Con la sua aria gentile e svagata, come lo sono le sue opere, Gianni Di Gregorio torna all'international film festival di Berlino, dopo il successo riscosso con Pranzo di Ferragosto nel 2009. Oggi, nella sezione Special, sarà proiettato il suo ultimo lavoro, Gianni e le donne, nello stesso giorno in cui la pellicola approda nelle sale italiane. Ci sono sempre le amabili compagne dai capelli bianchi, come l'eccezionale Valeria de Franciscis Bendoni nel ruolo della madre tiranna, ma anche una moltitudine di altre figure femminili, dalla moglie, alla figlia, alla bella vicina di casa, per cui Gianni è diventato trasparente. Il regista interpreta se stesso, un sessantenne in crisi, senza più un grammo di attrattività, in cerca svogliata di un'amante, per scongiurare il declino.
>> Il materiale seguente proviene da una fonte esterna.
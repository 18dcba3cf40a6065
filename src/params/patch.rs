use crate::{
    foundation::{
        core::Rgb,
        error::{GaborError, GaborResult},
    },
    params::envelope::Envelope,
};

/// Everything needed to render one Gabor patch image.
#[derive(Clone, Copy, Debug, PartialEq)]
pub struct PatchParams {
    /// Grating frequency in cycles per pixel.
    pub frequency: f64,
    /// Direction of variation of the grating, in degrees.
    pub orientation: f64,
    pub envelope: Envelope,
    /// Side length of the square image, in pixels.
    pub size: u32,
    /// Offset of the cosine grating along its axis, in cycles.
    pub phase: f64,
    pub background_color: Rgb,
    pub color1: Rgb,
    pub color2: Rgb,
}

impl PatchParams {
    pub fn validate(&self) -> GaborResult<()> {
        if !self.frequency.is_finite() || self.frequency <= 0.0 {
            return Err(GaborError::validation(format!(
                "frequency must be finite and > 0, got {}",
                self.frequency
            )));
        }
        if !self.orientation.is_finite() {
            return Err(GaborError::validation(format!(
                "orientation must be finite, got {}",
                self.orientation
            )));
        }
        if !self.phase.is_finite() {
            return Err(GaborError::validation(format!(
                "phase must be finite, got {}",
                self.phase
            )));
        }
        if self.size == 0 {
            return Err(GaborError::validation("size must be >= 1"));
        }
        if let Envelope::Gaussian { std } = self.envelope {
            Envelope::gaussian(std)?;
        }
        for (name, c) in [
            ("background_color", self.background_color),
            ("color1", self.color1),
            ("color2", self.color2),
        ] {
            Rgb::new(c.r, c.g, c.b)
                .map_err(|e| GaborError::validation(format!("{name}: {e}")))?;
        }
        Ok(())
    }
}

/// A batch of patches sharing every parameter except orientation.
#[derive(Clone, Debug, PartialEq)]
pub struct PatchRequest {
    pub frequency: f64,
    /// Orientations to render, in order, after interpolation.
    pub orientations: Vec<f64>,
    pub envelope: Envelope,
    pub size: u32,
    pub phase: f64,
    pub background_color: Rgb,
    pub color1: Rgb,
    pub color2: Rgb,
}

impl PatchRequest {
    /// Parameters of the single patch at `orientation`.
    pub fn patch(&self, orientation: f64) -> PatchParams {
        PatchParams {
            frequency: self.frequency,
            orientation,
            envelope: self.envelope,
            size: self.size,
            phase: self.phase,
            background_color: self.background_color,
            color1: self.color1,
            color2: self.color2,
        }
    }

    pub fn patches(&self) -> impl Iterator<Item = PatchParams> + '_ {
        self.orientations.iter().map(|&o| self.patch(o))
    }

    pub fn validate(&self) -> GaborResult<()> {
        if self.orientations.is_empty() {
            return Err(GaborError::validation(
                "at least one orientation is required",
            ));
        }
        self.patches().try_for_each(|p| p.validate())
    }
}

#[cfg(test)]
#[path = "../../tests/unit/params/patch.rs"]
mod tests;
Felice di essere di nuovo alla Berlinale?
Felicissimo. Quello di Berlino è un festival serio e sono contento che abbia accolto questa mia commedia, che ha un carattere molto mediterraneo, a partire dalla luce. Con il direttore della fotografia abbiamo deciso di sfruttare quasi tutte luci naturali, in armonia con l'atmosfera dorata e ovattata del film. E' una luce sommessa, mai sfacciata, dolce. Sono contento di portarla al nord.

La sua opera sembra, nonostante i buffi tentativi di approccio all'altro sesso, un elogio della quotidianità…
Lo è. A me interessa la normalità dell'esistenza e gli individui comuni. Io stesso, a Trastevere, il quartiere di Roma dove è ambientato il film e dove vivo, mi metto al bar ad ascoltare i discorsi delle persone, talvolta a pedinarle per vedere cosa fanno. I tre anziani, che discutono seduti sulle sedie di plastica sul marciapiede, realmente passano così la maggior parte del loro tempo. Trastevere è una specie di paese, che ingloba chi viene da fuori, trasformandolo in un compaesano.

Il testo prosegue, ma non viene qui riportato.